Trebitz, Anett S; Nestlerode, Janet A; Herlihy, Alan T.
Afiliação
  • Trebitz AS; Office of Research and Development, National Health and Environmental Effects Research Laboratory, Mid-Continent Ecology Division, U.S. Environmental Protection Agency, Duluth, MN, 55804, USA. trebitz.anett@epa.gov.
  • Nestlerode JA; Office of Research and Development, National Health and Environmental Effects Research Laboratory, Gulf Ecology Division, U.S. Environmental Protection Agency, Gulf Breeze, FL, 32561, USA.
  • Herlihy AT; Department of Fisheries and Wildlife, Oregon State University, Corvallis, OR, 97331, USA.
Environ Monit Assess ; 191(Suppl 1): 266, 2019 Jun 20.
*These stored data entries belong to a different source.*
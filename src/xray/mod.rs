//! Everything that talks to or about the Xray core: the config document,
//! its assembly, the child process, the stats API and the access log.

pub mod access_log;
pub mod assembler;
pub mod ban_list;
pub mod config;
pub mod process;
pub mod stats;
pub mod template;

pub use access_log::AccessLogWatcher;
pub use assembler::assemble;
pub use ban_list::BanList;
pub use config::XrayConfig;
pub use process::{XrayControl, XrayState, XrayStatus, XraySupervisor};
pub use stats::{StatsClient, TrafficSource};
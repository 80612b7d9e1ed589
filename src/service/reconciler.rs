//! Reconciliation controller.
//!
//! Writers only raise the [`RestartSignal`]. The reconciler drains it on its
//! own schedule, assembles the target config and restarts Xray only when the
//! result differs from what is running (or the request was forced). Every
//! stop/start pair runs under one mutex, so transitions never interleave.

use std::sync::Arc;

use chrono::Utc;
use tokio::sync::Mutex;

use crate::domain::{EventBus, PanelEvent, RestartSignal};
use crate::error::PanelError;
use crate::persistence::SqliteRepository;
use crate::xray::{BanList, XrayConfig, XrayControl, assemble, template};

/// Serializes Xray restarts and surfaces crashes.
#[derive(Debug)]
pub struct Reconciler {
    repo: SqliteRepository,
    xray: Arc<dyn XrayControl>,
    signal: RestartSignal,
    event_bus: EventBus,
    bans: Arc<BanList>,
    access_log: Option<String>,
    lock: Mutex<()>,
}

impl Reconciler {
    /// Creates a reconciler driving `xray` from the repository contents.
    #[must_use]
    pub fn new(
        repo: SqliteRepository,
        xray: Arc<dyn XrayControl>,
        signal: RestartSignal,
        event_bus: EventBus,
        bans: Arc<BanList>,
    ) -> Self {
        Self {
            repo,
            xray,
            signal,
            event_bus,
            bans,
            access_log: None,
            lock: Mutex::new(()),
        }
    }

    /// Makes Xray write its access log to `path` when the template leaves
    /// access logging off. The IP-limit watcher tails that file.
    #[must_use]
    pub fn with_access_log(mut self, path: impl Into<String>) -> Self {
        self.access_log = Some(path.into());
        self
    }

    /// The process handle this reconciler drives.
    #[must_use]
    pub fn xray(&self) -> &Arc<dyn XrayControl> {
        &self.xray
    }

    /// Marks a restart as needed; picked up by the next [`Self::tick`].
    pub fn request_restart(&self, force: bool) {
        self.signal.request(force);
    }

    /// Builds the config the repository currently describes.
    ///
    /// # Errors
    ///
    /// Returns [`PanelError::PersistenceError`] if the repository cannot be
    /// read.
    pub async fn assemble_config(&self) -> Result<XrayConfig, PanelError> {
        let stored = self.repo.xray_template().await?;
        let template = template::load(stored.as_deref())?;
        let inbounds = self.repo.list_inbounds().await?;
        let mut config = assemble(&template, &inbounds, &self.bans.active(Utc::now()));
        if let Some(path) = &self.access_log {
            config.ensure_access_log(path);
        }
        Ok(config)
    }

    /// Assembles and, if the result differs from the running config or
    /// `force` is set, restarts Xray. Returns whether a start happened.
    ///
    /// # Errors
    ///
    /// Returns the assembly, stop or start failure. A failed start is not
    /// retried here.
    pub async fn reconcile(&self, force: bool) -> Result<bool, PanelError> {
        let _guard = self.lock.lock().await;
        let config = self.assemble_config().await?;
        if !force && self.xray.running_config().as_ref() == Some(&config) {
            tracing::debug!("running xray config is current");
            return Ok(false);
        }

        match self.xray.stop().await {
            Ok(()) | Err(PanelError::NotRunning) => {}
            Err(e) => return Err(self.restart_failed(e)),
        }
        if let Err(e) = self.xray.start(config).await {
            return Err(self.restart_failed(e));
        }

        let status = self.xray.status();
        tracing::info!(force, api_port = ?status.api_port, "xray restarted");
        let _ = self.event_bus.publish(PanelEvent::XrayStarted {
            version: status.version.unwrap_or_default(),
            api_port: status.api_port.unwrap_or_default(),
            timestamp: Utc::now(),
        });
        Ok(true)
    }

    fn restart_failed(&self, error: PanelError) -> PanelError {
        tracing::error!(error = %error, "xray restart failed");
        let _ = self.event_bus.publish(PanelEvent::RestartFailed {
            error: error.to_string(),
            timestamp: Utc::now(),
        });
        error
    }

    /// Drains a pending restart request and reconciles if there was one.
    ///
    /// # Errors
    ///
    /// Same as [`Self::reconcile`].
    pub async fn tick(&self) -> Result<bool, PanelError> {
        match self.signal.take() {
            Some(request) => self.reconcile(request.force).await,
            None => Ok(false),
        }
    }

    /// Reports an unexpected exit once and asks for a forced restart while
    /// Xray is down without having been stopped on purpose. Returns whether
    /// a restart was requested.
    pub fn probe_crash(&self) -> bool {
        if self.xray.acknowledge_crash() {
            let status = self.xray.status();
            let error = status.error_msg.unwrap_or_else(|| self.xray.result());
            tracing::warn!(%error, "xray exited unexpectedly");
            let _ = self.event_bus.publish(PanelEvent::XrayCrashed {
                error,
                timestamp: Utc::now(),
            });
        }
        if self.xray.is_crashed() {
            self.signal.request(true);
            return true;
        }
        false
    }

    /// Stops Xray on request. It stays down until the next restart.
    ///
    /// # Errors
    ///
    /// Returns [`PanelError::NotRunning`] if Xray was not running.
    pub async fn stop(&self) -> Result<(), PanelError> {
        let _guard = self.lock.lock().await;
        self.xray.stop().await?;
        tracing::info!("xray stopped");
        let _ = self.event_bus.publish(PanelEvent::XrayStopped {
            timestamp: Utc::now(),
        });
        Ok(())
    }

    /// Stops Xray for process shutdown, ignoring an already stopped child.
    pub async fn shutdown(&self) {
        match self.stop().await {
            Ok(()) | Err(PanelError::NotRunning) => {}
            Err(e) => tracing::warn!(error = %e, "xray did not stop cleanly"),
        }
    }

    /// Runs `work` with no restart in flight; the lock is held throughout.
    pub(crate) async fn exclusive<T, F>(&self, work: F) -> T
    where
        F: std::future::Future<Output = T>,
    {
        let _guard = self.lock.lock().await;
        work.await
    }
}
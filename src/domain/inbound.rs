//! Inbounds: listening endpoints of Xray as persisted by the panel.

use std::fmt;
use std::str::FromStr;

use serde::{Deserialize, Serialize};

use super::client::{Client, InboundSettings};
use super::traffic::ClientTraffic;
use crate::error::PanelError;

/// Protocols an inbound may speak.
#[derive(Debug, Clone, Copy, PartialEq, Eq, Hash, Serialize, Deserialize)]
#[serde(rename_all = "lowercase")]
pub enum Protocol {
    /// VMess.
    Vmess,
    /// VLESS.
    Vless,
    /// Trojan.
    Trojan,
    /// Shadowsocks (including 2022 ciphers).
    Shadowsocks,
    /// SOCKS5 / mixed.
    Socks,
    /// HTTP proxy.
    Http,
    /// WireGuard.
    Wireguard,
    /// Transparent tunnel (formerly `dokodemo-door`).
    Tunnel,
}

impl Protocol {
    /// Protocol name as written into the Xray config.
    #[must_use]
    pub const fn as_str(self) -> &'static str {
        match self {
            Self::Vmess => "vmess",
            Self::Vless => "vless",
            Self::Trojan => "trojan",
            Self::Shadowsocks => "shadowsocks",
            Self::Socks => "socks",
            Self::Http => "http",
            Self::Wireguard => "wireguard",
            Self::Tunnel => "tunnel",
        }
    }

    /// Whether the settings blob carries a `clients` array with emails.
    #[must_use]
    pub const fn has_clients(self) -> bool {
        matches!(
            self,
            Self::Vmess | Self::Vless | Self::Trojan | Self::Shadowsocks
        )
    }
}

impl fmt::Display for Protocol {
    fn fmt(&self, f: &mut fmt::Formatter<'_>) -> fmt::Result {
        f.write_str(self.as_str())
    }
}

impl FromStr for Protocol {
    type Err = PanelError;

    fn from_str(s: &str) -> Result<Self, Self::Err> {
        match s {
            "vmess" => Ok(Self::Vmess),
            "vless" => Ok(Self::Vless),
            "trojan" => Ok(Self::Trojan),
            "shadowsocks" => Ok(Self::Shadowsocks),
            "socks" | "mixed" => Ok(Self::Socks),
            "http" => Ok(Self::Http),
            "wireguard" => Ok(Self::Wireguard),
            "tunnel" | "dokodemo-door" => Ok(Self::Tunnel),
            other => Err(PanelError::InvalidInbound(format!(
                "unknown protocol {other:?}"
            ))),
        }
    }
}

/// One listening endpoint of Xray.
///
/// `protocol` stays a raw string so rows written by other panel versions
/// still load; it is validated when the inbound is assembled.
#[derive(Debug, Clone, PartialEq, Serialize, Deserialize)]
#[serde(rename_all = "camelCase")]
pub struct Inbound {
    /// Row id.
    pub id: i64,
    /// Owning panel user.
    #[serde(default = "default_user")]
    pub user_id: i64,
    /// Uploaded bytes.
    #[serde(default)]
    pub up: i64,
    /// Downloaded bytes.
    #[serde(default)]
    pub down: i64,
    /// Quota in bytes; `0` unlimited.
    #[serde(default)]
    pub total: i64,
    /// Display name.
    #[serde(default)]
    pub remark: String,
    /// Administrative switch.
    pub enable: bool,
    /// Expiry in ms since epoch; `0` never.
    #[serde(default)]
    pub expiry_time: i64,
    /// Bind address; empty means all interfaces.
    #[serde(default)]
    pub listen: String,
    /// Listening port.
    pub port: u16,
    /// Protocol name.
    pub protocol: String,
    /// Protocol specific JSON.
    #[serde(default)]
    pub settings: String,
    /// Transport JSON.
    #[serde(default)]
    pub stream_settings: String,
    /// Xray inbound tag; derived from listen/port when empty.
    #[serde(default)]
    pub tag: String,
    /// Sniffing JSON.
    #[serde(default)]
    pub sniffing: String,
    /// Traffic rows of the embedded clients.
    #[serde(default)]
    pub client_stats: Vec<ClientTraffic>,
}

fn default_user() -> i64 {
    1
}

impl Inbound {
    /// Parsed protocol.
    ///
    /// # Errors
    ///
    /// Returns [`PanelError::InvalidInbound`] for unknown protocols.
    pub fn protocol(&self) -> Result<Protocol, PanelError> {
        self.protocol.parse()
    }

    /// Parsed settings blob.
    ///
    /// # Errors
    ///
    /// Returns [`PanelError::InvalidSettings`] if the blob is malformed.
    pub fn parsed_settings(&self) -> Result<InboundSettings, PanelError> {
        InboundSettings::parse(&self.settings)
    }

    /// Structured clients of this inbound in insertion order.
    ///
    /// # Errors
    ///
    /// Returns [`PanelError::InvalidSettings`] if the blob is malformed.
    pub fn clients(&self) -> Result<Vec<Client>, PanelError> {
        Ok(self.parsed_settings()?.clients)
    }

    /// Tag Xray reports stats under: `inbound-<port>` or
    /// `inbound-<listen>:<port>` for a specific bind address.
    #[must_use]
    pub fn derived_tag(&self) -> String {
        if is_wildcard(&self.listen) {
            format!("inbound-{}", self.port)
        } else {
            format!("inbound-{}:{}", self.listen, self.port)
        }
    }

    /// The stored tag, or the derived one when none was stored.
    #[must_use]
    pub fn effective_tag(&self) -> String {
        if self.tag.is_empty() {
            self.derived_tag()
        } else {
            self.tag.clone()
        }
    }

    /// Whether the tag was generated from listen/port rather than chosen,
    /// including the `-<n>` suffix added when the plain form was taken.
    #[must_use]
    pub fn has_derived_tag(&self) -> bool {
        let derived = self.derived_tag();
        self.tag.is_empty()
            || self.tag == derived
            || self
                .tag
                .strip_prefix(derived.as_str())
                .and_then(|rest| rest.strip_prefix('-'))
                .is_some_and(|n| n.parse::<u32>().is_ok())
    }

    /// Traffic row of a client of this inbound.
    #[must_use]
    pub fn traffic_for(&self, email: &str) -> Option<&ClientTraffic> {
        self.client_stats
            .iter()
            .find(|t| t.email.eq_ignore_ascii_case(email))
    }

    /// Whether the inbound's own quota is used up.
    #[must_use]
    pub const fn is_exhausted(&self) -> bool {
        self.total > 0 && self.up.saturating_add(self.down) >= self.total
    }

    /// Whether the inbound's own expiry has passed.
    #[must_use]
    pub const fn is_expired(&self, now_ms: i64) -> bool {
        self.expiry_time > 0 && self.expiry_time <= now_ms
    }
}

/// `true` for empty, `0.0.0.0` and `::` bind addresses.
#[must_use]
pub fn is_wildcard(listen: &str) -> bool {
    matches!(listen, "" | "0.0.0.0" | "::" | "::0")
}
//! Ban list for IPs that pushed a client over its IP limit.
//!
//! Every ban is appended to a log file external tools (fail2ban and the
//! like) can follow; the active set is kept in memory and routed to the
//! blackhole outbound on the next assembly.

use std::collections::{BTreeSet, HashMap};
use std::net::IpAddr;
use std::path::PathBuf;
use std::sync::{Mutex, PoisonError};

use chrono::{DateTime, Duration, Utc};
use tokio::io::AsyncWriteExt;

use crate::error::PanelError;

/// Banned source IPs with their expiry.
#[derive(Debug)]
pub struct BanList {
    path: PathBuf,
    ttl: Duration,
    bans: Mutex<HashMap<IpAddr, DateTime<Utc>>>,
}

impl BanList {
    /// Creates a ban list logging to `path`; bans last `ttl`.
    #[must_use]
    pub fn new(path: impl Into<PathBuf>, ttl: std::time::Duration) -> Self {
        Self {
            path: path.into(),
            ttl: Duration::from_std(ttl).unwrap_or_else(|_| Duration::days(36_500)),
            bans: Mutex::new(HashMap::new()),
        }
    }

    /// Bans `ips` for `email` at `now`. Returns the IPs that were not
    /// already banned.
    ///
    /// # Errors
    ///
    /// Returns [`PanelError::Io`] if the log file cannot be appended to;
    /// the in-memory ban is kept regardless.
    pub async fn ban(
        &self,
        email: &str,
        ips: &BTreeSet<IpAddr>,
        now: DateTime<Utc>,
    ) -> Result<Vec<IpAddr>, PanelError> {
        let until = now.checked_add_signed(self.ttl).unwrap_or(DateTime::<Utc>::MAX_UTC);
        let fresh: Vec<IpAddr> = {
            let mut bans = self.bans.lock().unwrap_or_else(PoisonError::into_inner);
            ips.iter()
                .filter(|ip| {
                    let known = bans.get(*ip).is_some_and(|exp| *exp > now);
                    bans.insert(**ip, until);
                    !known
                })
                .copied()
                .collect()
        };
        if fresh.is_empty() {
            return Ok(fresh);
        }

        let mut text = String::new();
        for ip in &fresh {
            text.push_str(&ban_line(now, email, *ip));
            text.push('\n');
        }
        let mut file = tokio::fs::OpenOptions::new()
            .create(true)
            .append(true)
            .open(&self.path)
            .await?;
        file.write_all(text.as_bytes()).await?;
        file.flush().await?;
        tracing::info!(%email, count = fresh.len(), "ip limit bans recorded");
        Ok(fresh)
    }

    /// IPs whose ban has not expired at `now`; expired bans are dropped.
    pub fn active(&self, now: DateTime<Utc>) -> BTreeSet<String> {
        let mut bans = self.bans.lock().unwrap_or_else(PoisonError::into_inner);
        bans.retain(|_, until| *until > now);
        bans.keys().map(ToString::to_string).collect()
    }
}

fn ban_line(at: DateTime<Utc>, email: &str, ip: IpAddr) -> String {
    format!(
        "{} [LIMIT_IP] Email = {email} || SRC = {ip}",
        at.format("%Y/%m/%d %H:%M:%S")
    )
}

#[cfg(test)]
#[allow(clippy::panic)]
mod tests {
    use super::*;
    use chrono::TimeZone;

    fn at(secs: i64) -> DateTime<Utc> {
        let Some(t) = Utc.timestamp_opt(1_700_000_000 + secs, 0).single() else {
            panic!("valid timestamp");
        };
        t
    }

    fn ips(list: &[&str]) -> BTreeSet<IpAddr> {
        list.iter().filter_map(|s| s.parse().ok()).collect()
    }

    #[test]
    fn line_format() {
        let Ok(ip) = "203.0.113.9".parse::<IpAddr>() else {
            panic!("ip");
        };
        assert_eq!(
            ban_line(at(0), "alice", ip),
            "2023/11/14 22:13:20 [LIMIT_IP] Email = alice || SRC = 203.0.113.9"
        );
    }

    #[tokio::test]
    async fn bans_expire_and_are_logged_once() {
        let Ok(dir) = tempfile::tempdir() else {
            panic!("tempdir");
        };
        let path = dir.path().join("banned.log");
        let list = BanList::new(&path, std::time::Duration::from_secs(60));

        let Ok(first) = list.ban("a", &ips(&["198.51.100.1", "198.51.100.2"]), at(0)).await else {
            panic!("ban");
        };
        assert_eq!(first.len(), 2);
        let Ok(again) = list.ban("a", &ips(&["198.51.100.1"]), at(10)).await else {
            panic!("ban");
        };
        assert!(again.is_empty());

        assert_eq!(list.active(at(30)).len(), 2);
        assert!(list.active(at(120)).is_empty());

        let Ok(text) = std::fs::read_to_string(&path) else {
            panic!("log written");
        };
        assert_eq!(text.lines().count(), 2);
    }
}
Article em En | MEDLINE | ID: mdl-31222660
ABSTRACT
Water quality is a central component of ecological assessments but less well characterized in wetlands than other waterbody types. The 2011 National Wetland Condition Assessment, spanning freshwater and brackish wetlands across the conterminous USA, provided an unprecedented opportunity to examine water quality patterns across broad wetland types and geographic scales. Surface water samples were obtained from 634 (56%) of sites visited. Total nitrogen (TN), total phosphorus (TP), planktonic chlorophyll (CHLA), and specific conductance (SPCOND) ranged 4 orders of magnitude across sites and were inter-correlated. Woody versus herbaceous vegetation type was an important classifier, with herbaceous sites having standing water more often and generally higher pH, nutrients, and CHLA. Nutrient ratios spanned a range from P-limited to N-limited in most biogeographic regions, and increasing TP was associated with decreasing TNTP ratios. Compared to national-scale data for other waterbody types (lakes, streams, marine nearshore), wetlands had generally higher TN and TP but not higher CHLA. Differences among biogeographic regions in water quality were concordant between inland wetlands and lakes, and between marine-coast wetlands and the marine nearshore. Associations of TN, TP, and CHLA to percent agriculture or natural land were stronger for the watershed scale than for smaller concentric buffer scales, suggesting that wetlands are influenced by landuse some distance away. SPCOND was related to landuse in inland wetlands but reflected seawater influence in marine-coast wetlands. Water quality exhibits the same general patterns and responses across wetlands as across other waterbody types and thus can provide a basis for ecological classification and condition assessment.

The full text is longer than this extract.